TLDR, a good GM should allow rewrite or address the situation if a character turns out to not work.
One thing I like about the Sentinel Comics RPG is that it explicitly allows (even encourages) character rewrites on a regular basis - about every six sessions or so. Not only does it allow players to make adjustments if they find something isn't as fun as they expected it to be, it's a pretty good way to model the way many superheroes shift their abilities and behavior over time in response to story events - or if we're being honest, due to new creative teams wanting to make their mark on a character and disregarding past continuity. :) It's still optional - you can keep the same character sheet forever if you want, gradually accumulating collections that directly increase your power and versatility while remaining fundamentally the same hero - but you can also do more radical alterations like (say) that time Peter Parker sprouted four extra arms for a while or became Captain Universe.

You'd still need GM permission to rewrite yourself fast enough to keep up with Jimmy Olsen though, much less Robbie from Dial H For Hero. :)
 

Thomas Shey

Legend
I'm running a Mutants and Masterminds campaign right now. Since it's a point buy system, I told the party they can redo their characters if they like. Since we're not experts in that game and point buy characters can vary widely from what a person envisions, a person not liking their character is quite possible.

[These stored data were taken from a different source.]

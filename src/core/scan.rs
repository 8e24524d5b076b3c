//! Batch scanning across a device list.
//!
//! Devices are scanned one at a time, in input order. Each device goes
//! through resolve → open → extract → captures → close, and every device
//! produces exactly one [`ScanResult`] no matter how far it got. A session
//! that was opened is always closed, including when extraction or a capture
//! panics.

use std::panic::AssertUnwindSafe;
use std::path::PathBuf;
use std::time::Duration;

use chrono::{DateTime, Local};
use futures::FutureExt;
use serde::Serialize;
use zeroize::Zeroizing;

use crate::core::capture::{CaptureKind, CaptureReport, CaptureStatus, DiagnosticTaskOrchestrator, PollObserver};
use crate::core::credentials::CredentialResolver;
use crate::core::device::Device;
use crate::core::extract::{DeviceFields, FieldExtractor, NOT_AVAILABLE};
use crate::core::session::{Session, SessionManager};
use crate::error::ScanError;
use crate::util::panic_message;

/// Default pause between devices.
pub const DEFAULT_PACING: Duration = Duration::from_secs(2);

/// A device plus whatever credentials its input row carried.
#[derive(Clone)]
pub struct ScanTarget {
    pub device: Device,
    pub username: Option<String>,
    pub password: Option<Zeroizing<String>>,
    /// 1-based line in the input file, when read from one.
    pub line: Option<usize>,
}

impl ScanTarget {
    /// Target with no row credentials.
    #[must_use]
    pub const fn bare(device: Device) -> Self {
        Self {
            device,
            username: None,
            password: None,
            line: None,
        }
    }
}

impl std::fmt::Debug for ScanTarget {
    fn fmt(&self, f: &mut std::fmt::Formatter<'_>) -> std::fmt::Result {
        f.debug_struct("ScanTarget")
            .field("device", &self.device.host())
            .field("username", &self.username)
            .field("password", &self.password.as_ref().map(|_| "<redacted>"))
            .field("line", &self.line)
            .finish()
    }
}

/// Outcome for one device.
#[derive(Debug, Clone, Serialize)]
pub struct ScanResult {
    pub management_ip: String,
    pub fields: DeviceFields,
    pub diagnostic_status: CaptureStatus,
    pub diagnostic_file: Option<PathBuf>,
    pub backup_status: CaptureStatus,
    pub backup_file: Option<PathBuf>,
    pub error: Option<String>,
    pub error_code: Option<&'static str>,
    /// First suggested fix command for the recorded error.
    pub hint: Option<String>,
    /// Non-fatal problems: failed keep-alives, leftover remote files.
    pub warnings: Vec<String>,
    pub extracted_at: DateTime<Local>,
}

impl ScanResult {
    #[must_use]
    pub fn new(management_ip: impl Into<String>) -> Self {
        Self {
            management_ip: management_ip.into(),
            fields: DeviceFields::new(),
            diagnostic_status: CaptureStatus::NotRequested,
            diagnostic_file: None,
            backup_status: CaptureStatus::NotRequested,
            backup_file: None,
            error: None,
            error_code: None,
            hint: None,
            warnings: Vec::new(),
            extracted_at: Local::now(),
        }
    }

    #[must_use]
    pub const fn is_failure(&self) -> bool {
        self.error.is_some()
    }

    /// Field value, `N/A` when absent.
    #[must_use]
    pub fn field(&self, column: &str) -> &str {
        self.fields.get(column).map_or(NOT_AVAILABLE, String::as_str)
    }

    /// Record an error. The first error's code and hint are kept; messages
    /// accumulate.
    pub fn record_error(&mut self, err: &ScanError) {
        if self.error_code.is_none() {
            self.error_code = Some(err.error_code());
            self.hint = err
                .fix_suggestions()
                .into_iter()
                .flat_map(|s| s.commands)
                .find(|c| !c.starts_with('#'));
        }
        let message = err.to_string();
        self.error = Some(match self.error.take() {
            Some(prior) => format!("{prior}; {message}"),
            None => message,
        });
    }

    fn apply_capture(&mut self, report: &CaptureReport) {
        match report.kind {
            CaptureKind::QkView => {
                self.diagnostic_status = report.status;
                self.diagnostic_file.clone_from(&report.local_path);
            }
            CaptureKind::Ucs => {
                self.backup_status = report.status;
                self.backup_file.clone_from(&report.local_path);
            }
        }
        self.warnings.extend(report.cleanup_errors.iter().cloned());
    }
}

/// Progress hooks for a batch. Also receives poll ticks during captures.
pub trait ScanObserver: PollObserver {
    fn device_started(&self, _index: usize, _total: usize, _host: &str) {}
    fn phase(&self, _host: &str, _phase: &str) {}
    fn device_finished(&self, _index: usize, _total: usize, _result: &ScanResult) {}
}

impl ScanObserver for crate::core::capture::NoopObserver {}

/// Runs the per-device pipeline over a list of targets.
pub struct DeviceScanOrchestrator<'a> {
    sessions: SessionManager,
    resolver: CredentialResolver<'a>,
    extractor: Box<dyn FieldExtractor>,
    captures: Vec<DiagnosticTaskOrchestrator>,
    pacing: Duration,
}

impl<'a> DeviceScanOrchestrator<'a> {
    #[must_use]
    pub fn new(
        sessions: SessionManager,
        resolver: CredentialResolver<'a>,
        extractor: Box<dyn FieldExtractor>,
    ) -> Self {
        Self {
            sessions,
            resolver,
            extractor,
            captures: Vec::new(),
            pacing: DEFAULT_PACING,
        }
    }

    /// Add a capture step. Captures run in the order added.
    #[must_use]
    pub fn with_capture(mut self, capture: DiagnosticTaskOrchestrator) -> Self {
        self.captures.push(capture);
        self
    }

    #[must_use]
    pub const fn with_pacing(mut self, pacing: Duration) -> Self {
        self.pacing = pacing;
        self
    }

    /// Columns the extractor fills, for sinks that need a fixed header.
    #[must_use]
    pub fn field_columns(&self) -> Vec<&'static str> {
        self.extractor.columns().to_vec()
    }

    /// Scan every target in order. Returns one result per target.
    pub async fn run(&self, targets: &[ScanTarget], observer: &dyn ScanObserver) -> Vec<ScanResult> {
        let total = targets.len();
        let mut results = Vec::with_capacity(total);

        for (index, target) in targets.iter().enumerate() {
            observer.device_started(index, total, target.device.host());
            let result = self.scan_device(target, observer).await;
            observer.device_finished(index, total, &result);
            results.push(result);

            if index + 1 < total && !self.pacing.is_zero() {
                tokio::time::sleep(self.pacing).await;
            }
        }

        let failed = results.iter().filter(|r| r.is_failure()).count();
        tracing::info!(devices = total, failed, "Scan finished");
        results
    }

    /// Scan one device. Never fails: errors are recorded on the result.
    pub async fn scan_device(&self, target: &ScanTarget, observer: &dyn ScanObserver) -> ScanResult {
        let host = target.device.host();
        let mut result = ScanResult::new(host);

        let credential = match self.resolver.resolve(
            host,
            target.username.as_deref(),
            target.password.as_ref().map(|p| p.as_str()),
        ) {
            Ok(credential) => credential,
            Err(e) => {
                tracing::warn!(host, error = %e, "Skipping device");
                result.record_error(&e);
                return result;
            }
        };

        observer.phase(host, "login");
        let mut session = match self.sessions.open(&target.device, &credential).await {
            Ok(session) => session,
            Err(e) => {
                tracing::warn!(host, code = e.error_code(), error = %e, "Login failed");
                result.record_error(&e);
                return result;
            }
        };
        drop(credential);

        let work = AssertUnwindSafe(self.work(&mut session, &mut result, observer))
            .catch_unwind()
            .await;

        if session.extension_failures() > 0 {
            result.warnings.push(format!(
                "{} session extension(s) failed: {}",
                session.extension_failures(),
                session.last_extension_error().unwrap_or("unknown error")
            ));
        }
        observer.phase(host, "logout");
        self.sessions.close(session).await;

        match work {
            Ok(Ok(())) => {}
            Ok(Err(e)) => {
                tracing::warn!(host, code = e.error_code(), error = %e, "Device scan failed");
                result.record_error(&e);
            }
            Err(panic) => {
                let err = ScanError::Other(anyhow::anyhow!(
                    "device scan aborted: {}",
                    panic_message(panic.as_ref())
                ));
                tracing::error!(host, error = %err, "Device scan panicked");
                result.record_error(&err);
            }
        }
        result
    }

    async fn work(
        &self,
        session: &mut Session,
        result: &mut ScanResult,
        observer: &dyn ScanObserver,
    ) -> Result<(), ScanError> {
        let host = session.host().to_string();

        observer.phase(&host, "extract");
        result.fields = self.extractor.extract(session).await?;
        result.extracted_at = Local::now();

        let label = result
            .fields
            .get("hostname")
            .filter(|h| h.as_str() != NOT_AVAILABLE)
            .cloned()
            .unwrap_or_else(|| host.clone());

        for capture in &self.captures {
            observer.phase(&host, capture.kind().label());
            let report = capture.run(session, &label, observer).await;
            result.apply_capture(&report);
            match report.error {
                Some(e @ ScanError::SessionExpired { .. }) => return Err(e),
                Some(e) => result.record_error(&e),
                None => {}
            }
        }
        Ok(())
    }
}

Turns out, one of my players became unhappy with the campaign. After a long conversation, one of the other players who was enjoying it suggested that the dissatisfied player rewrite their character. They did, and it's been fine ever since.

TLDR, a good GM should allow rewrite or address the situation if a character turns out to not work.

Honestly, in a lot of cases this should probably be okay at least for the early part of the campaign even if it isn't so much dysfunctional design as just a character type that looked fun on paper but the particular character is badly suited to the player in practice.